WHAT IS REQUIRED –
The answer should consist of each line from the data below that includes "MeshInfo".

START INFORMATION SUPPLIED

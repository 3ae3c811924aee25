//! Placing models in the world
//!
//! [`convert_model`] turns the children of a model node into a container
//! entity with one child entity per node, resolving materials by mesh name.
//! [`add_object`] does the same and also builds a rigid body from a
//! collision model: nodes named `cube*` or `box*` become boxes, nodes named
//! `sphere*` become spheres.

use std::sync::Arc;

use drivescape_math::{Euler, Vec3};
use drivescape_physics::{BodyKey, CollisionFilter, RigidBody, Shape, ShapeInstance};

use crate::materials::MaterialLibrary;
use crate::model::{ModelAsset, ModelNode};
use crate::resources::Resources;
use crate::scene::StaticBodyTemplate;
use crate::{Entity, EntityKey, MeshData, Transform3D, World};

/// Why an object could not be placed
#[derive(Debug, Clone, PartialEq)]
pub enum PlacementError {
    /// No resource is registered under this name
    MissingResource(String),
    /// The resource loaded but has no scene root
    MissingScene(String),
    /// The scene root has no children to convert
    EmptyModel(String),
}

impl std::fmt::Display for PlacementError {
    fn fmt(&self, f: &mut std::fmt::Formatter<'_>) -> std::fmt::Result {
        match self {
            PlacementError::MissingResource(name) => write!(f, "Resource '{}' not found", name),
            PlacementError::MissingScene(name) => write!(f, "Resource '{}' has no scene", name),
            PlacementError::EmptyModel(name) => write!(f, "Resource '{}' has no nodes", name),
        }
    }
}

impl std::error::Error for PlacementError {}

/// Look up a model that can be placed
pub fn require_model(resources: &Resources, name: &str) -> Result<Arc<ModelAsset>, PlacementError> {
    let asset = resources
        .get(name)
        .ok_or_else(|| PlacementError::MissingResource(name.to_string()))?;
    match &asset.scene {
        None => Err(PlacementError::MissingScene(name.to_string())),
        Some(root) if root.children.is_empty() => Err(PlacementError::EmptyModel(name.to_string())),
        Some(_) => Ok(asset),
    }
}

/// Convert `nodes` under a new root container at the identity transform
pub fn convert_model(world: &mut World, materials: &MaterialLibrary, nodes: &[ModelNode]) -> EntityKey {
    let container = world.add_entity(Entity::new().with_tag("container"));
    for node in nodes {
        convert_node(world, materials, container, node);
    }
    container
}

/// Convert the children of a named resource's scene root
pub fn convert_resource(
    world: &mut World,
    materials: &MaterialLibrary,
    resources: &Resources,
    name: &str,
) -> Result<EntityKey, PlacementError> {
    let asset = require_model(resources, name)?;
    let root = asset
        .scene
        .as_ref()
        .ok_or_else(|| PlacementError::MissingScene(name.to_string()))?;
    let container = convert_model(world, materials, &root.children);
    if let Some(entity) = world.get_entity_mut(container) {
        entity.name = Some(name.to_string());
    }
    Ok(container)
}

fn convert_node(world: &mut World, materials: &MaterialLibrary, parent: EntityKey, node: &ModelNode) {
    let mut entity = Entity::new()
        .with_name(node.name.clone())
        .with_transform(node.transform);
    if let Some(mesh) = &node.mesh {
        let material = materials.resolve(&node.name, mesh.color);
        entity = entity.with_mesh(
            MeshData {
                size: mesh.size,
                vertex_count: mesh.vertex_count,
            },
            material,
        );
    }
    let Some(key) = world.add_child(parent, entity) else {
        return;
    };
    for child in &node.children {
        convert_node(world, materials, key, child);
    }
}

/// Inputs to [`add_object`]
#[derive(Clone, Debug)]
pub struct ObjectSpec<'a> {
    pub base: &'a ModelNode,
    pub collision: Option<&'a ModelNode>,
    pub offset: Vec3,
    pub rotation: Euler,
    /// 0 gives a static body
    pub mass: f32,
}

/// What [`add_object`] created
#[derive(Clone, Copy, Debug, PartialEq)]
pub struct PlacedObject {
    pub container: EntityKey,
    /// `None` when the world has no physics
    pub body: Option<BodyKey>,
}

/// Shapes described by the nodes of a collision model
pub fn collision_shapes(collision: &ModelNode) -> Vec<ShapeInstance> {
    let mut shapes = Vec::new();
    for node in &collision.children {
        let name = node.name.to_ascii_lowercase();
        let shape = if name.starts_with("cube") || name.starts_with("box") {
            Shape::Box {
                half_extents: node.transform.scale * 0.5,
            }
        } else if name.starts_with("sphere") {
            Shape::Sphere {
                radius: node.transform.scale.x,
            }
        } else {
            continue;
        };
        shapes.push(
            ShapeInstance::new(shape)
                .with_offset(node.transform.position)
                .with_orientation(node.transform.quat()),
        );
    }
    shapes
}

/// Place a model with a matching body
pub fn add_object(world: &mut World, materials: &MaterialLibrary, spec: ObjectSpec<'_>) -> PlacedObject {
    let container = convert_model(world, materials, &spec.base.children);
    if let Some(entity) = world.get_entity_mut(container) {
        entity.set_transform(Transform3D::from_position(spec.offset).with_rotation(spec.rotation));
        if !spec.base.name.is_empty() {
            entity.name = Some(spec.base.name.clone());
        }
    }

    let shapes = spec.collision.map(collision_shapes).unwrap_or_default();
    let body = world.physics_mut().map(|physics| {
        let mut body = RigidBody::new(spec.mass)
            .with_position(spec.offset)
            .with_orientation(spec.rotation.to_quat())
            .with_material(physics.materials.get_or_default("dummy"));
        if spec.mass > 0.0 {
            body = body.with_filter(CollisionFilter::prop());
        }
        if shapes.is_empty() {
            log::debug!("Object '{}' has no collision shapes", spec.base.name);
        }
        for shape in &shapes {
            body.add_shape(*shape);
        }
        physics.add_body(body)
    });

    if let (Some(body), Some(entity)) = (body, world.get_entity_mut(container)) {
        entity.physics_body = Some(body);
    }

    PlacedObject { container, body }
}

/// Named resources to place with [`add_resource_object`]
#[derive(Clone, Copy, Debug)]
pub struct ResourceObject<'a> {
    pub base: &'a str,
    pub collision: Option<&'a str>,
    pub offset: Vec3,
    pub rotation: Euler,
    pub mass: f32,
}

/// Place a named resource with its collision resource
pub fn add_resource_object(
    world: &mut World,
    materials: &MaterialLibrary,
    resources: &Resources,
    object: ResourceObject<'_>,
) -> Result<PlacedObject, PlacementError> {
    let base_asset = require_model(resources, object.base)?;
    let collision_asset = match object.collision {
        Some(name) => Some(require_model(resources, name)?),
        None => None,
    };
    let base_root = base_asset
        .scene
        .as_ref()
        .ok_or_else(|| PlacementError::MissingScene(object.base.to_string()))?;
    let collision_root = collision_asset.as_ref().and_then(|a| a.scene.as_ref());

    let placed = add_object(
        world,
        materials,
        ObjectSpec {
            base: base_root,
            collision: collision_root,
            offset: object.offset,
            rotation: object.rotation,
            mass: object.mass,
        },
    );
    if let Some(entity) = world.get_entity_mut(placed.container) {
        entity.name = Some(object.base.to_string());
    }
    Ok(placed)
}

/// Build a hand-described static body at `position`
pub fn add_static_body(world: &mut World, template: &StaticBodyTemplate, position: Vec3) -> Option<BodyKey> {
    let physics = world.physics_mut()?;
    let material = physics.materials.get_or_default(&template.material);
    let mut body = RigidBody::new(0.0)
        .with_position(position + template.offset)
        .with_orientation(template.rotation.to_euler().to_quat())
        .with_material(material);
    for b in &template.boxes {
        body.add_shape(
            ShapeInstance::new(Shape::Box {
                half_extents: b.half_extents,
            })
            .with_offset(b.offset),
        );
    }
    Some(physics.add_body(body))
}

#[cfg(test)]
mod tests {
    use super::*;
    use crate::materials::Material;
    use crate::model::MeshInfo;
    use crate::scene::{BoxTemplate, Rotation};
    use drivescape_math::Color;
    use drivescape_physics::{BodyType, PhysicsConfig};

    fn building() -> ModelNode {
        ModelNode::new("root")
            .with_child(
                ModelNode::new("shadeRoad")
                    .with_mesh(MeshInfo::default())
                    .with_child(ModelNode::new("pureRed").with_mesh(MeshInfo::default())),
            )
            .with_child(ModelNode::new("walls").with_mesh(MeshInfo {
                color: Color::from_hex(0x336699),
                ..Default::default()
            }))
    }

    fn collision() -> ModelNode {
        ModelNode::new("root")
            .with_child(
                ModelNode::new("cube_main")
                    .with_transform(Transform3D::from_position(Vec3::new(0.0, 0.0, 1.0)).with_scale(Vec3::new(4.0, 2.0, 2.0))),
            )
            .with_child(ModelNode::new("Sphere.001").with_transform(Transform3D::identity().with_uniform_scale(0.5)))
            .with_child(ModelNode::new("decor"))
    }

    #[test]
    fn test_convert_model_keeps_hierarchy_and_materials() {
        let mut world = World::new();
        let materials = MaterialLibrary::new();
        let container = convert_model(&mut world, &materials, &building().children);

        assert_eq!(world.children(container).len(), 2);
        assert_eq!(world.descendants(container).len(), 3);

        let road = world.find_descendant_by_name(container, "shadeRoad").unwrap();
        assert_eq!(world.get_entity(road).unwrap().material(), &Material::Shade("road".into()));
        let red = world.find_descendant_by_name(container, "pureRed").unwrap();
        assert_eq!(world.get_entity(red).unwrap().parent(), Some(road));
        let walls = world.find_descendant_by_name(container, "walls").unwrap();
        assert_eq!(
            world.get_entity(walls).unwrap().material(),
            &Material::Model(Color::from_hex(0x336699))
        );
    }

    #[test]
    fn test_collision_shapes_by_name() {
        let shapes = collision_shapes(&collision());
        assert_eq!(shapes.len(), 2);
        assert_eq!(
            shapes[0].shape,
            Shape::Box {
                half_extents: Vec3::new(2.0, 1.0, 1.0)
            }
        );
        assert_eq!(shapes[0].offset, Vec3::new(0.0, 0.0, 1.0));
        assert_eq!(shapes[1].shape, Shape::Sphere { radius: 0.5 });
    }

    #[test]
    fn test_add_object_static() {
        let mut world = World::new().with_physics(PhysicsConfig::default());
        let materials = MaterialLibrary::new();
        let base = building();
        let collision = collision();
        let placed = add_object(
            &mut world,
            &materials,
            ObjectSpec {
                base: &base,
                collision: Some(&collision),
                offset: Vec3::new(10.0, -20.0, 0.0),
                rotation: Euler::ZERO,
                mass: 0.0,
            },
        );

        let body_key = placed.body.unwrap();
        let body = world.physics().unwrap().get_body(body_key).unwrap();
        assert_eq!(body.body_type(), BodyType::Static);
        assert_eq!(body.position, Vec3::new(10.0, -20.0, 0.0));
        assert_eq!(body.shapes().len(), 2);

        let container = world.get_entity(placed.container).unwrap();
        assert_eq!(container.transform().position, Vec3::new(10.0, -20.0, 0.0));
        assert_eq!(container.physics_body, Some(body_key));
    }

    #[test]
    fn test_add_object_without_physics() {
        let mut world = World::new();
        let materials = MaterialLibrary::new();
        let base = building();
        let placed = add_object(
            &mut world,
            &materials,
            ObjectSpec {
                base: &base,
                collision: None,
                offset: Vec3::ZERO,
                rotation: Euler::ZERO,
                mass: 0.0,
            },
        );
        assert!(placed.body.is_none());
        assert!(world.contains(placed.container));
    }

    #[test]
    fn test_require_model_errors() {
        let mut resources = Resources::new("assets");
        resources.insert("empty", ModelAsset::empty("empty"));
        resources.insert("bare", ModelAsset::new("bare", ModelNode::new("root")));

        assert_eq!(
            require_model(&resources, "missing").unwrap_err(),
            PlacementError::MissingResource("missing".into())
        );
        assert_eq!(
            require_model(&resources, "empty").unwrap_err(),
            PlacementError::MissingScene("empty".into())
        );
        assert_eq!(
            require_model(&resources, "bare").unwrap_err(),
            PlacementError::EmptyModel("bare".into())
        );
    }

    #[test]
    fn test_add_static_body_from_template() {
        let mut world = World::new().with_physics(PhysicsConfig::default());
        let template = StaticBodyTemplate {
            material: "dummy".into(),
            offset: Vec3::new(1.5, 1.2, 0.0),
            rotation: Rotation::Radians([0.0, 0.0, -0.99]),
            boxes: vec![BoxTemplate {
                half_extents: Vec3::new(2.5, 1.75, 2.5),
                offset: Vec3::ZERO,
            }],
        };
        let key = add_static_body(&mut world, &template, Vec3::new(41.0, -14.0, 0.0)).unwrap();
        let body = world.physics().unwrap().get_body(key).unwrap();
        assert!(body.is_static());
        assert!((body.position - Vec3::new(42.5, -12.8, 0.0)).length() < 1e-5);
        assert_eq!(body.shapes().len(), 1);
    }
}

END INFORMATION SUPPLIED

RESULT OF THIS EXERCISE –
    use crate::model::MeshInfo;
                    .with_mesh(MeshInfo::default())
                    .with_child(ModelNode::new("pureRed").with_mesh(MeshInfo::default())),
            .with_child(ModelNode::new("walls").with_mesh(MeshInfo {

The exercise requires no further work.